What lines in the entries below contain the word "matches"? Copy all of them.

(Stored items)

==================================================

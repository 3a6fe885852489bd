//! Error types for Atomic API operations.
//!
//! Every failure surfaced by the SDK is an [`ApiError`]. Callers branch on
//! [`ApiError::kind`] rather than on individual variants when they only care
//! about the failure class.
//!
//! - [`HttpResponseError`]: The details of a non-2xx response
//! - [`InvalidHttpRequestError`]: A request rejected before it was sent
//! - [`ApiError`]: Unified error type for every SDK operation
//! - [`ErrorKind`]: The failure class of an [`ApiError`]
//!
//! # Example
//!
//! ```rust,ignore
//! use atomic_api::{ApiError, ErrorKind};
//!
//! match client.sites().get(12345, false).await {
//!     Ok(site) => println!("Found {}", site.domain_name),
//!     Err(e) if e.kind() == ErrorKind::NotFound => println!("No such site"),
//!     Err(ApiError::RateLimited { retry_after, .. }) => {
//!         println!("Slow down, retry after {:?}", retry_after);
//!     }
//!     Err(e) => println!("Request failed: {e}"),
//! }
//! ```

use std::fmt;
use std::time::Duration;

use thiserror::Error;

use crate::rest::JobState;

/// Details of a non-successful response from the Atomic API.
///
/// `message` is extracted from the response body when the server sent one,
/// otherwise it is `"HTTP <code> <reason>"`. The raw body is preserved
/// verbatim for diagnostics.
///
/// # Example
///
/// ```rust
/// use atomic_api::clients::HttpResponseError;
///
/// let error = HttpResponseError {
///     code: 404,
///     message: "Site not found".to_string(),
///     body: r#"{"message":"Site not found"}"#.to_string(),
///     request_id: Some("abc-123".to_string()),
/// };
///
/// assert_eq!(error.to_string(), "Site not found (HTTP 404)");
/// ```
#[derive(Debug, Clone, Error, PartialEq, Eq)]
#[error("{message} (HTTP {code})")]
pub struct HttpResponseError {
    /// The HTTP status code of the response.
    pub code: u16,
    /// Message extracted from the response body.
    pub message: String,
    /// The raw response body.
    pub body: String,
    /// Reference ID for error reporting (from X-Request-Id header).
    pub request_id: Option<String>,
}

/// Error returned when a request fails validation before it is sent.
#[derive(Debug, Error, Clone, PartialEq, Eq)]
pub enum InvalidHttpRequestError {
    /// A GET request was given a body.
    #[error("Cannot send a body with a {method} request.")]
    BodyNotAllowed {
        /// The HTTP method of the request.
        method: String,
    },

    /// The request path is empty.
    #[error("Request path cannot be empty.")]
    EmptyPath,

    /// A form or multipart field has an empty name.
    #[error("Form field names cannot be empty.")]
    EmptyFieldName,

    /// A required argument was not supplied.
    #[error("Missing required argument '{argument}'.")]
    MissingArgument {
        /// The name of the argument.
        argument: String,
    },

    /// An argument was supplied with a value the API does not accept.
    #[error("Invalid value for '{argument}': {reason}")]
    InvalidArgument {
        /// The name of the argument.
        argument: String,
        /// Why the value was rejected.
        reason: String,
    },
}

/// The failure class of an [`ApiError`].
#[derive(Debug, Clone, Copy, PartialEq, Eq, Hash)]
pub enum ErrorKind {
    /// The requested entity does not exist.
    NotFound,
    /// The request was malformed or rejected as invalid.
    InvalidRequest,
    /// The credentials were rejected or lack permission.
    AuthenticationOrAuthorization,
    /// The server throttled the request.
    RateLimited,
    /// The server failed to process the request.
    ServerError,
    /// No response was received (connection failure or timeout).
    TransportFailure,
    /// A response payload did not have the expected shape.
    SchemaValidation,
    /// A job did not reach a terminal state before the deadline.
    Timeout,
    /// The operation is not available for this handle.
    UnsupportedOperation,
    /// Any other API failure.
    GenericApiError,
}

impl fmt::Display for ErrorKind {
    fn fmt(&self, f: &mut fmt::Formatter<'_>) -> fmt::Result {
        let name = match self {
            Self::NotFound => "not_found",
            Self::InvalidRequest => "invalid_request",
            Self::AuthenticationOrAuthorization => "authentication",
            Self::RateLimited => "rate_limited",
            Self::ServerError => "server_error",
            Self::TransportFailure => "transport_failure",
            Self::SchemaValidation => "schema_validation",
            Self::Timeout => "timeout",
            Self::UnsupportedOperation => "unsupported_operation",
            Self::GenericApiError => "api_error",
        };
        f.write_str(name)
    }
}

/// Unified error type for every Atomic API operation.
#[derive(Debug, Error)]
pub enum ApiError {
    /// The API answered 404, or the body signalled a missing entity.
    #[error("Not found: {0}")]
    NotFound(HttpResponseError),

    /// The API rejected the request as malformed (400, 422, or body signal).
    #[error("Invalid request: {0}")]
    InvalidRequest(HttpResponseError),

    /// The API rejected the credentials (401 or 403).
    #[error("Authentication failed: {0}")]
    Authentication(HttpResponseError),

    /// The API throttled the request (429).
    #[error("Rate limited: {error}")]
    RateLimited {
        /// The response details.
        error: HttpResponseError,
        /// How long the server asked the caller to wait, if it said.
        retry_after: Option<Duration>,
    },

    /// The API failed to process the request (5xx).
    #[error("Server error: {0}")]
    Server(HttpResponseError),

    /// Any other non-2xx response.
    #[error("API error: {0}")]
    Api(HttpResponseError),

    /// No response was received.
    #[error("Transport failure: {message}")]
    Transport {
        /// Description of the failure.
        message: String,
        /// Whether the request exceeded its timeout.
        timed_out: bool,
        /// The underlying HTTP library error.
        #[source]
        source: reqwest::Error,
    },

    /// A payload did not match the expected shape or record schema.
    #[error("Schema validation failed for {type_name}: {message}")]
    SchemaValidation {
        /// The record type or payload kind that was expected.
        type_name: String,
        /// The first violation found.
        message: String,
    },

    /// A job wait reached its deadline before the job finished.
    #[error("Job {job_id} did not finish within {waited:?} (last state: {last_state})")]
    Timeout {
        /// The identifier of the job.
        job_id: String,
        /// How long the caller waited.
        waited: Duration,
        /// The last state observed before giving up.
        last_state: JobState,
    },

    /// The operation is not supported by this handle.
    #[error("Operation '{operation}' is not supported for job {job_id}")]
    UnsupportedOperation {
        /// The operation that was attempted.
        operation: &'static str,
        /// The identifier of the job.
        job_id: String,
    },

    /// The request failed validation before it was sent.
    #[error(transparent)]
    InvalidHttpRequest(#[from] InvalidHttpRequestError),
}

impl ApiError {
    /// Returns the failure class of this error.
    #[must_use]
    pub const fn kind(&self) -> ErrorKind {
        match self {
            Self::NotFound(_) => ErrorKind::NotFound,
            Self::InvalidRequest(_) | Self::InvalidHttpRequest(_) => ErrorKind::InvalidRequest,
            Self::Authentication(_) => ErrorKind::AuthenticationOrAuthorization,
            Self::RateLimited { .. } => ErrorKind::RateLimited,
            Self::Server(_) => ErrorKind::ServerError,
            Self::Api(_) => ErrorKind::GenericApiError,
            Self::Transport { .. } => ErrorKind::TransportFailure,
            Self::SchemaValidation { .. } => ErrorKind::SchemaValidation,
            Self::Timeout { .. } => ErrorKind::Timeout,
            Self::UnsupportedOperation { .. } => ErrorKind::UnsupportedOperation,
        }
    }

    /// Returns the response details, if this error came from an API response.
    #[must_use]
    pub const fn response(&self) -> Option<&HttpResponseError> {
        match self {
            Self::NotFound(e)
            | Self::InvalidRequest(e)
            | Self::Authentication(e)
            | Self::Server(e)
            | Self::Api(e)
            | Self::RateLimited { error: e, .. } => Some(e),
            _ => None,
        }
    }

    /// Returns the HTTP status code, if this error came from an API response.
    #[must_use]
    pub fn status_code(&self) -> Option<u16> {
        self.response().map(|e| e.code)
    }

    /// Returns the `X-Request-Id` of the failed response, if the server sent one.
    #[must_use]
    pub fn request_id(&self) -> Option<&str> {
        self.response().and_then(|e| e.request_id.as_deref())
    }

    /// Returns `true` if the error was a transport timeout.
    #[must_use]
    pub const fn is_timed_out(&self) -> bool {
        matches!(self, Self::Transport { timed_out: true, .. } | Self::Timeout { .. })
    }

    pub(crate) fn schema<T: ?Sized>(message: impl Into<String>) -> Self {
        Self::SchemaValidation {
            type_name: short_type_name::<T>(),
            message: message.into(),
        }
    }
}

impl From<reqwest::Error> for ApiError {
    fn from(source: reqwest::Error) -> Self {
        Self::Transport {
            message: source.to_string(),
            timed_out: source.is_timeout(),
            source,
        }
    }
}

/// Returns the last path segment of a type name (`Site` rather than
/// `atomic_api::rest::resources::sites::Site`). Generic arguments are kept.
pub(crate) fn short_type_name<T: ?Sized>() -> String {
    let full = std::any::type_name::<T>();
    let base = full.split('<').next().unwrap_or(full);
    let short = base.rsplit("::").next().unwrap_or(base);
    format!("{short}{}", &full[base.len()..])
}

// Verify error types are Send + Sync at compile time
const _: fn() = || {
    const fn assert_send_sync<T: Send + Sync>() {}
    assert_send_sync::<ApiError>();
    assert_send_sync::<HttpResponseError>();
};
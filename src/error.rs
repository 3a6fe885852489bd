//! Configuration error types for the Atomic API SDK.
//!
//! All configuration constructors return `Result<T, ConfigError>` so that a
//! misconfigured client is rejected before any request is made.
//!
//! # Example
//!
//! ```rust
//! use atomic_api::{ApiKey, ConfigError};
//!
//! let result = ApiKey::new("");
//! assert!(matches!(result, Err(ConfigError::EmptyApiKey)));
//! ```

use thiserror::Error;

/// Errors that can occur while building the SDK configuration.
#[derive(Debug, Error, Clone, PartialEq, Eq)]
pub enum ConfigError {
    /// API key cannot be empty.
    #[error("API key cannot be empty. Please provide a valid Atomic API key.")]
    EmptyApiKey,

    /// Client identifier cannot be empty.
    #[error("Client identifier cannot be empty. Please provide your client name or ID.")]
    EmptyClientId,

    /// Client identifier contains characters that cannot appear in a path segment.
    #[error("Invalid client identifier '{client_id}'. It must not contain '/', '?' or whitespace.")]
    InvalidClientId {
        /// The identifier that was provided.
        client_id: String,
    },

    /// Base URL is invalid.
    #[error("Invalid base URL '{url}'. Please provide a URL with scheme and host (e.g., 'https://atomic-api.wordpress.com/api/v1.0').")]
    InvalidBaseUrl {
        /// The URL that was provided.
        url: String,
    },

    /// A timeout of zero would fail every request.
    #[error("Timeout for '{field}' must be greater than zero.")]
    ZeroTimeout {
        /// The timeout setting that was zero.
        field: &'static str,
    },

    /// A required field is missing.
    #[error("Missing required field: '{field}'. This field must be set before building the configuration.")]
    MissingRequiredField {
        /// The name of the missing field.
        field: &'static str,
    },

    /// The underlying HTTP client could not be created.
    #[error("Failed to initialise HTTP client: {reason}")]
    HttpClientInit {
        /// The reason reported by the HTTP library.
        reason: String,
    },
}

#[cfg(test)]
mod tests {
    use super::*;

    #[test]
    fn test_empty_api_key_error_message() {
        let message = ConfigError::EmptyApiKey.to_string();
        assert!(message.contains("API key cannot be empty"));
    }

    #[test]
    fn test_invalid_client_id_includes_value() {
        let error = ConfigError::InvalidClientId {
            client_id: "bad/client".to_string(),
        };
        assert!(error.to_string().contains("bad/client"));
    }

    #[test]
    fn test_missing_required_field_error_message() {
        let error = ConfigError::MissingRequiredField { field: "api_key" };
        let message = error.to_string();
        assert!(message.contains("api_key"));
        assert!(message.contains("must be set"));
    }

    #[test]
    fn test_zero_timeout_names_field() {
        let error = ConfigError::ZeroTimeout { field: "timeout" };
        assert!(error.to_string().contains("'timeout'"));
    }

    #[test]
    fn test_error_implements_std_error() {
        let error = ConfigError::EmptyClientId;
        let _: &dyn std::error::Error = &error;
    }
}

==================================================

__Task output__.
        matches!(self, Self::Transport { timed_out: true, .. } | Self::Timeout { .. })
//! assert!(matches!(result, Err(ConfigError::EmptyApiKey)));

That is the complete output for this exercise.